#### TASK:
Reproduce word for word the lines between those holding "a real game." and "counts[Side::A.store_index()] = store_a;", inclusive, and nothing else from the data below.

#### DATA FOR THIS TASK:

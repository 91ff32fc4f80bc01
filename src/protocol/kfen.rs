//! KFEN (Kalah FEN) encoding and decoding.
//!
//! A compact single-line notation for a position and the side to move.
//!
//! Format: `<to_move>/<a1,..,a6>/<store_a>/<b1,..,b6>/<store_b>`
//!
//! The starting position is `a/4,4,4,4,4,4/0/4,4,4,4,4,4/0`. Houses are
//! listed in house-number order for each side.

use crate::board::{Board, Side, HOUSES_PER_SIDE, PIT_COUNT, TOTAL_SEEDS};

/// Position notation for the standard opening.
pub const INITIAL_KFEN: &str = "a/4,4,4,4,4,4/0/4,4,4,4,4,4/0";

/// Errors that can occur during KFEN parsing.
#[derive(Debug, thiserror::Error, PartialEq, Eq)]
pub enum KfenError {
    #[error("expected 5 sections separated by '/', got {0}")]
    WrongSectionCount(usize),

    #[error("invalid side to move: '{0}'")]
    InvalidSide(String),

    #[error("expected 6 house counts, got {0}")]
    WrongHouseCount(usize),

    #[error("invalid seed count: '{0}'")]
    InvalidCount(String),

    #[error("position holds {0} seeds, expected 48")]
    WrongTotal(u64),
}

fn parse_count(s: &str) -> Result<u32, KfenError> {
    s.trim()
        .parse()
        .map_err(|_| KfenError::InvalidCount(s.to_string()))
}

fn parse_houses(s: &str) -> Result<[u32; HOUSES_PER_SIDE], KfenError> {
    let parts: Vec<&str> = s.split(',').collect();
    if parts.len() != HOUSES_PER_SIDE {
        return Err(KfenError::WrongHouseCount(parts.len()));
    }
    let mut out = [0; HOUSES_PER_SIDE];
    for (slot, part) in out.iter_mut().zip(parts) {
        *slot = parse_count(part)?;
    }
    Ok(out)
}

/// Parses a KFEN string into a board and the side to move.
///
/// The counts must add up to the 48 seeds of a real game.
pub fn parse_kfen(kfen: &str) -> Result<(Board, Side), KfenError> {
    let sections: Vec<&str> = kfen.trim().split('/').collect();
    if sections.len() != 5 {
        return Err(KfenError::WrongSectionCount(sections.len()));
    }

    let mut chars = sections[0].chars();
    let to_move = match (chars.next(), chars.next()) {
        (Some(c), None) => Side::from_kfen_char(c.to_ascii_lowercase()),
        _ => None,
    }
    .ok_or_else(|| KfenError::InvalidSide(sections[0].to_string()))?;

    let houses_a = parse_houses(sections[1])?;
    let store_a = parse_count(sections[2])?;
    let houses_b = parse_houses(sections[3])?;
    let store_b = parse_count(sections[4])?;

    let mut counts = [0; PIT_COUNT];
    counts[..HOUSES_PER_SIDE].copy_from_slice(&houses_a);
    counts[Side::A.store_index()] = store_a;
    counts[Side::B.house_indices()].copy_from_slice(&houses_b);
    counts[Side::B.store_index()] = store_b;

    // Summed as u64 so that no 14 u32 counts can overflow.
    let total: u64 = counts.iter().map(|&c| u64::from(c)).sum();
    if total != u64::from(TOTAL_SEEDS) {
        return Err(KfenError::WrongTotal(total));
    }

    Ok((Board::from_counts(counts), to_move))
}

/// Encodes a board and side to move as KFEN.
pub fn encode_kfen(board: &Board, to_move: Side) -> String {
    let join = |side: Side| {
        board
            .house_counts(side)
            .iter()
            .map(|c| c.to_string())
            .collect::<Vec<_>>()
            .join(",")
    };
    format!(
        "{}/{}/{}/{}/{}",
        to_move.kfen_char(),
        join(Side::A),
        board.store(Side::A),
        join(Side::B),
        board.store(Side::B)
    )
}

#### ANSWER FOR THIS EXERCISE:
/// The counts must add up to the 48 seeds of a real game.
pub fn parse_kfen(kfen: &str) -> Result<(Board, Side), KfenError> {
    let sections: Vec<&str> = kfen.trim().split('/').collect();
    if sections.len() != 5 {
        return Err(KfenError::WrongSectionCount(sections.len()));
    }

    let mut chars = sections[0].chars();
    let to_move = match (chars.next(), chars.next()) {
        (Some(c), None) => Side::from_kfen_char(c.to_ascii_lowercase()),
        _ => None,
    }
    .ok_or_else(|| KfenError::InvalidSide(sections[0].to_string()))?;

    let houses_a = parse_houses(sections[1])?;
    let store_a = parse_count(sections[2])?;
    let houses_b = parse_houses(sections[3])?;
    let store_b = parse_count(sections[4])?;

    let mut counts = [0; PIT_COUNT];
    counts[..HOUSES_PER_SIDE].copy_from_slice(&houses_a);
    counts[Side::A.store_index()] = store_a;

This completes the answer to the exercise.